→ YOUR INSTRUCTIONS
Take the records below and set them down exactly, so that every line matches the original.
SUPPLIED INFORMATION Block Start
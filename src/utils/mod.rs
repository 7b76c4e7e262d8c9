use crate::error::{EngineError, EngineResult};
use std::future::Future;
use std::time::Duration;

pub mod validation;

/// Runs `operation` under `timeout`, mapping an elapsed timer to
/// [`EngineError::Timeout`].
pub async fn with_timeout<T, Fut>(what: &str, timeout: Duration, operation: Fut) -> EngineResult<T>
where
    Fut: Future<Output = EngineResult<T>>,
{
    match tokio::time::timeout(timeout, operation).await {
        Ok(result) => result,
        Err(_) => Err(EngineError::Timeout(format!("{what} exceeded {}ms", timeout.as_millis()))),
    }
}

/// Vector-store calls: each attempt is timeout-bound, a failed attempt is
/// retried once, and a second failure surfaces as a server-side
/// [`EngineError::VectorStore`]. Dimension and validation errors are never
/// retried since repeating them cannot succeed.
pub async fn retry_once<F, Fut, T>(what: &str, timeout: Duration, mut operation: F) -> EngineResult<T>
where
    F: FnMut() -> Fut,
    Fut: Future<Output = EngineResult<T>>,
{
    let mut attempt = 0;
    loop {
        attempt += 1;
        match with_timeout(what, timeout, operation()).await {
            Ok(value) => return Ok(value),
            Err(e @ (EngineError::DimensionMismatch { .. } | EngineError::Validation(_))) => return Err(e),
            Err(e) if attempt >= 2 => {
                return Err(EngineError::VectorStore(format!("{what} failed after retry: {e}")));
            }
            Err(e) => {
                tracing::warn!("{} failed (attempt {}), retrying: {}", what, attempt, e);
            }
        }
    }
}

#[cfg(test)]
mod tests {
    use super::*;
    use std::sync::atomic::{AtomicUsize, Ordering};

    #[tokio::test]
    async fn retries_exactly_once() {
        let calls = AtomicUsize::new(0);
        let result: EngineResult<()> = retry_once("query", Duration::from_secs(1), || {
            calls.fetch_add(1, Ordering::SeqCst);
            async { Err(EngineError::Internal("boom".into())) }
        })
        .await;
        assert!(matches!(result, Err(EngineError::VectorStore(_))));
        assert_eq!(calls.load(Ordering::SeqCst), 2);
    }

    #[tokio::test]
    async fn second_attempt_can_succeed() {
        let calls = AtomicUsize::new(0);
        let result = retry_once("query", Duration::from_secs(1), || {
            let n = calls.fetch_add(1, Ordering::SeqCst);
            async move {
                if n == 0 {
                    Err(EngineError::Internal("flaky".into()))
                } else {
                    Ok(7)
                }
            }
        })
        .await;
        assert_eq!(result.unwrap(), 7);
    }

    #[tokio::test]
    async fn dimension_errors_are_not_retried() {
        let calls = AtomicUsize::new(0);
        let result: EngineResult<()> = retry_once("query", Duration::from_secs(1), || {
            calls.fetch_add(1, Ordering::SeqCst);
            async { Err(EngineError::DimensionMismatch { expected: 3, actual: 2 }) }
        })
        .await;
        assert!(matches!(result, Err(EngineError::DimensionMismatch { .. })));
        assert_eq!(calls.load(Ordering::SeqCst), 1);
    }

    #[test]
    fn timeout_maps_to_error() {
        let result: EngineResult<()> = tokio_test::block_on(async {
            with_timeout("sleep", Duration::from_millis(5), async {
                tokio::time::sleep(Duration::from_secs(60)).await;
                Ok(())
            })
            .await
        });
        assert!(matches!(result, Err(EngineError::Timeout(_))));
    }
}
SUPPLIED INFORMATION Block End
→ OUTPUT OF THE TASK
filename src/utils/mod.rs
repository 7b76c4e7e262d8c9
use crate::error::{EngineError, EngineResult};
use std::future::Future;
use std::time::Duration;

pub mod validation;

/// Runs `operation` under `timeout`, mapping an elapsed timer to
/// [`EngineError::Timeout`].
pub async fn with_timeout<T, Fut>(what: &str, timeout: Duration, operation: Fut) -> EngineResult<T>
where
    Fut: Future<Output = EngineResult<T>>,
{
    match tokio::time::timeout(timeout, operation).await {
        Ok(result) => result,
        Err(_) => Err(EngineError::Timeout(format!("{what} exceeded {}ms", timeout.as_millis()))),
    }
}

/// Vector-store calls: each attempt is timeout-bound, a failed attempt is
/// retried once, and a second failure surfaces as a server-side
/// [`EngineError::VectorStore`]. Dimension and validation errors are never
/// retried since repeating them cannot succeed.
pub async fn retry_once<F, Fut, T>(what: &str, timeout: Duration, mut operation: F) -> EngineResult<T>
where
    F: FnMut() -> Fut,
    Fut: Future<Output = EngineResult<T>>,
{
    let mut attempt = 0;
    loop {
        attempt += 1;
        match with_timeout(what, timeout, operation()).await {
            Ok(value) => return Ok(value),
            Err(e @ (EngineError::DimensionMismatch { .. } | EngineError::Validation(_))) => return Err(e),
            Err(e) if attempt >= 2 => {
                return Err(EngineError::VectorStore(format!("{what} failed after retry: {e}")));
            }
            Err(e) => {
                tracing::warn!("{} failed (attempt {}), retrying: {}", what, attempt, e);
            }
        }
    }
}

#[cfg(test)]
mod tests {
    use super::*;
    use std::sync::atomic::{AtomicUsize, Ordering};

    #[tokio::test]
    async fn retries_exactly_once() {
        let calls = AtomicUsize::new(0);
        let result: EngineResult<()> = retry_once("query", Duration::from_secs(1), || {
            calls.fetch_add(1, Ordering::SeqCst);
            async { Err(EngineError::Internal("boom".into())) }
        })
        .await;
        assert!(matches!(result, Err(EngineError::VectorStore(_))));
        assert_eq!(calls.load(Ordering::SeqCst), 2);
    }

    #[tokio::test]
    async fn second_attempt_can_succeed() {
        let calls = AtomicUsize::new(0);
        let result = retry_once("query", Duration::from_secs(1), || {
            let n = calls.fetch_add(1, Ordering::SeqCst);
            async move {
                if n == 0 {
                    Err(EngineError::Internal("flaky".into()))
                } else {
                    Ok(7)
                }
            }
        })
        .await;
        assert_eq!(result.unwrap(), 7);
    }

    #[tokio::test]
    async fn dimension_errors_are_not_retried() {
        let calls = AtomicUsize::new(0);
        let result: EngineResult<()> = retry_once("query", Duration::from_secs(1), || {
            calls.fetch_add(1, Ordering::SeqCst);
            async { Err(EngineError::DimensionMismatch { expected: 3, actual: 2 }) }
        })
        .await;
        assert!(matches!(result, Err(EngineError::DimensionMismatch { .. })));
        assert_eq!(calls.load(Ordering::SeqCst), 1);
    }

    #[test]
    fn timeout_maps_to_error() {
        let result: EngineResult<()> = tokio_test::block_on(async {
            with_timeout("sleep", Duration::from_millis(5), async {
                tokio::time::sleep(Duration::from_secs(60)).await;
                Ok(())
            })
            .await
        });
        assert!(matches!(result, Err(EngineError::Timeout(_))));
    }
}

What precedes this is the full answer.